* **TASK REQUIREMENTS**
Each line below with the word "steers" needs to be copied.
================================
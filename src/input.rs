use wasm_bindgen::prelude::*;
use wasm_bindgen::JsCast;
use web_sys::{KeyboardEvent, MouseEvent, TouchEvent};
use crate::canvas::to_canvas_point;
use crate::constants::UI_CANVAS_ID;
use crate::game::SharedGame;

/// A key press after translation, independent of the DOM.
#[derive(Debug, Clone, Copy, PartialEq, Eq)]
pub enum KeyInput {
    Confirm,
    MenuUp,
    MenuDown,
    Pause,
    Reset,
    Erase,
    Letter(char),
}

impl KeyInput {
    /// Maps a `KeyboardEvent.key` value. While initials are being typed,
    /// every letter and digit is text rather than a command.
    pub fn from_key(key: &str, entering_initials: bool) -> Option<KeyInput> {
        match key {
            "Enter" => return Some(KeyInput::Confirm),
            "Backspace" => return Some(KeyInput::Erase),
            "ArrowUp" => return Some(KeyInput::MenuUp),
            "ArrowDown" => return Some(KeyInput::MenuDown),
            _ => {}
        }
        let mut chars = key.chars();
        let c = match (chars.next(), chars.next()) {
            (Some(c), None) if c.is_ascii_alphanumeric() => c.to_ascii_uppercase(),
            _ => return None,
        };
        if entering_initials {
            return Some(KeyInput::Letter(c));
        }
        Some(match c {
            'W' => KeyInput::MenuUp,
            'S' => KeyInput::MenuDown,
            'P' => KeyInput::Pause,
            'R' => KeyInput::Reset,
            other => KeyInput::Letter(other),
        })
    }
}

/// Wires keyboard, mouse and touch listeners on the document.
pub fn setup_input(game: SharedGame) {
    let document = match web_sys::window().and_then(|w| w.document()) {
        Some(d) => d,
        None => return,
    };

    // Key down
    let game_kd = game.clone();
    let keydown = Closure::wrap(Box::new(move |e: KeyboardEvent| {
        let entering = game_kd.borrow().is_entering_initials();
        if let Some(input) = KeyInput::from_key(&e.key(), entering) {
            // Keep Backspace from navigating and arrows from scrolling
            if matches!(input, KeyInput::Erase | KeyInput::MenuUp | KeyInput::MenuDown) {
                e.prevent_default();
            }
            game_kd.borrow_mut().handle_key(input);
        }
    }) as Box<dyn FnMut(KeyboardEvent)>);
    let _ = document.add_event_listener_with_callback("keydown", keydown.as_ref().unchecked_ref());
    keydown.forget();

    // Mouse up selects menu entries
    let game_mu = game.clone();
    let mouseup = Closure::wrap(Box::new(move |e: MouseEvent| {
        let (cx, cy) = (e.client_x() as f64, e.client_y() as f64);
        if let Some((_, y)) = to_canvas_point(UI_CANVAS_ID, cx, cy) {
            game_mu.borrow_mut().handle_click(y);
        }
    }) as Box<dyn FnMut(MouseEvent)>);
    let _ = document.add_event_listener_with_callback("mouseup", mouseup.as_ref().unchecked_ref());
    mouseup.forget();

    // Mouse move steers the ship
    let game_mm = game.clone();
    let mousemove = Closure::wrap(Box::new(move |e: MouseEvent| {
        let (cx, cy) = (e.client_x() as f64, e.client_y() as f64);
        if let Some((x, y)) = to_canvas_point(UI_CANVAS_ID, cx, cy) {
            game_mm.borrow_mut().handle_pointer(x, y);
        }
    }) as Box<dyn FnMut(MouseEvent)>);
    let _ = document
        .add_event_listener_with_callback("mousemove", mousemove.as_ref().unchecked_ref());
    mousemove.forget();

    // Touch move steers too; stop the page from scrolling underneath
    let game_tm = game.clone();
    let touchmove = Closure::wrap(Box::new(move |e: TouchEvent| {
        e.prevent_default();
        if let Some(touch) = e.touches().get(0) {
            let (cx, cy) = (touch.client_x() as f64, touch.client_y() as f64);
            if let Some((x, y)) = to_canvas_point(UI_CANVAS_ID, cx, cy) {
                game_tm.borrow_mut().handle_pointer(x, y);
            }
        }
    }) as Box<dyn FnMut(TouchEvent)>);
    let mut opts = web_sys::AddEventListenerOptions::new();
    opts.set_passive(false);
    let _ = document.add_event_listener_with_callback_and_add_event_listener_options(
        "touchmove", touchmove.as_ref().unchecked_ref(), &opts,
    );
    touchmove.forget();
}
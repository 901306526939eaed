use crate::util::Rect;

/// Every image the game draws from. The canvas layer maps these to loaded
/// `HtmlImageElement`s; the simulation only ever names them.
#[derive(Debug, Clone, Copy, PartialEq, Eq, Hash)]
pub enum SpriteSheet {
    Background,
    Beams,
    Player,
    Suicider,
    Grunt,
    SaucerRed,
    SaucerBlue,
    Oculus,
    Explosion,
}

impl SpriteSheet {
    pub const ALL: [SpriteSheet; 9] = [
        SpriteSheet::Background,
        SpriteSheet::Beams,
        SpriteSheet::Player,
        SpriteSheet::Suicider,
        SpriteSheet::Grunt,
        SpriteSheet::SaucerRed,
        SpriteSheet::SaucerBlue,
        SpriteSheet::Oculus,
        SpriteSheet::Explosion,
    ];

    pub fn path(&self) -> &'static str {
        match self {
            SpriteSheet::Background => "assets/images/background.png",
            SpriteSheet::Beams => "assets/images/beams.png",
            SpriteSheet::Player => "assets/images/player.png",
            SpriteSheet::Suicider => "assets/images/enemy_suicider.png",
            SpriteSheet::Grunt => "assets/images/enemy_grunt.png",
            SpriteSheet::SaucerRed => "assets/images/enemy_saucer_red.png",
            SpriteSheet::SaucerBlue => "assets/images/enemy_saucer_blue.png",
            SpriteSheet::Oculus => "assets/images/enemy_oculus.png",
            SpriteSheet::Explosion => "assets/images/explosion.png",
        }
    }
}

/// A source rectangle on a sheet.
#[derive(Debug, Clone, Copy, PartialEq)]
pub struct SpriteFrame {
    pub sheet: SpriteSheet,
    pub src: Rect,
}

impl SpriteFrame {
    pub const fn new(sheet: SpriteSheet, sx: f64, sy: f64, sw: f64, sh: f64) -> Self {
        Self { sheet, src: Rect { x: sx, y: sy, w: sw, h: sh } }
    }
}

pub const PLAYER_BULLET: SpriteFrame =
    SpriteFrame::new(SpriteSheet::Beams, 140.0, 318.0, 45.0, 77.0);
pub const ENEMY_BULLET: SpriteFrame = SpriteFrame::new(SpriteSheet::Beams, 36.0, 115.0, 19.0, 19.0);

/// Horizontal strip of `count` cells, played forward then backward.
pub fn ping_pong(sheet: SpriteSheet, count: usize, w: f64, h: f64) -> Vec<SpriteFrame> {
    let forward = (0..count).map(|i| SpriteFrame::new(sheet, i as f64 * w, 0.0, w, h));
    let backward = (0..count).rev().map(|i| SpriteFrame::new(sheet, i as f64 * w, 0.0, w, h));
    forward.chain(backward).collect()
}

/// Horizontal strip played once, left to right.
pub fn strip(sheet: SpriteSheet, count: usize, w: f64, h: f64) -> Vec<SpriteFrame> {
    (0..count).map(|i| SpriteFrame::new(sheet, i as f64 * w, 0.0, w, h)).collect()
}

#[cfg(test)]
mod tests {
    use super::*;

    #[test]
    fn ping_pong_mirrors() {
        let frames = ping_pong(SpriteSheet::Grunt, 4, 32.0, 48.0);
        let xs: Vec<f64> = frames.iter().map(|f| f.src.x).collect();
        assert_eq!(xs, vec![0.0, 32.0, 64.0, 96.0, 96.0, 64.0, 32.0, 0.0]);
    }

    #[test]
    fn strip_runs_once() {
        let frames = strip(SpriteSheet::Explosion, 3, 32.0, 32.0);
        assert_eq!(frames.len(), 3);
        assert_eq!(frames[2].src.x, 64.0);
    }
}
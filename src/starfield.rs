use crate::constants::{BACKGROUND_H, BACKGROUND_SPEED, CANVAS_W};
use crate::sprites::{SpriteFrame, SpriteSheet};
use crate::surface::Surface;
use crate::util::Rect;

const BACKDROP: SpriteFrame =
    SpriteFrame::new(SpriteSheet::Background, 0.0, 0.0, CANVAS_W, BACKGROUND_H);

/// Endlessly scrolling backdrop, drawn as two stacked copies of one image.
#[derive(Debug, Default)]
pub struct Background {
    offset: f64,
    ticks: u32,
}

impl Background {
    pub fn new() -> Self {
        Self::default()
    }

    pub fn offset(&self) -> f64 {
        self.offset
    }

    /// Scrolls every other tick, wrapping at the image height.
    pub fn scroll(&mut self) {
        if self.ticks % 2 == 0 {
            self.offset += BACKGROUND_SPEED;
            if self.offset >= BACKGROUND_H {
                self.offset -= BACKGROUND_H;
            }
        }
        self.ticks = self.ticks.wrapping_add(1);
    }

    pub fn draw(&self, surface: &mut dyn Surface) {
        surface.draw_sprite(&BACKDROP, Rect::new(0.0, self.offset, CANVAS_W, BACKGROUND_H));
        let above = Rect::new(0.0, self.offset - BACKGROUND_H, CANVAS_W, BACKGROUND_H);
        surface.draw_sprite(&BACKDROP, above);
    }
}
================================
* **COMPLETED EXERCISE**
    // Mouse move steers the ship
    // Touch move steers too; stop the page from scrolling underneath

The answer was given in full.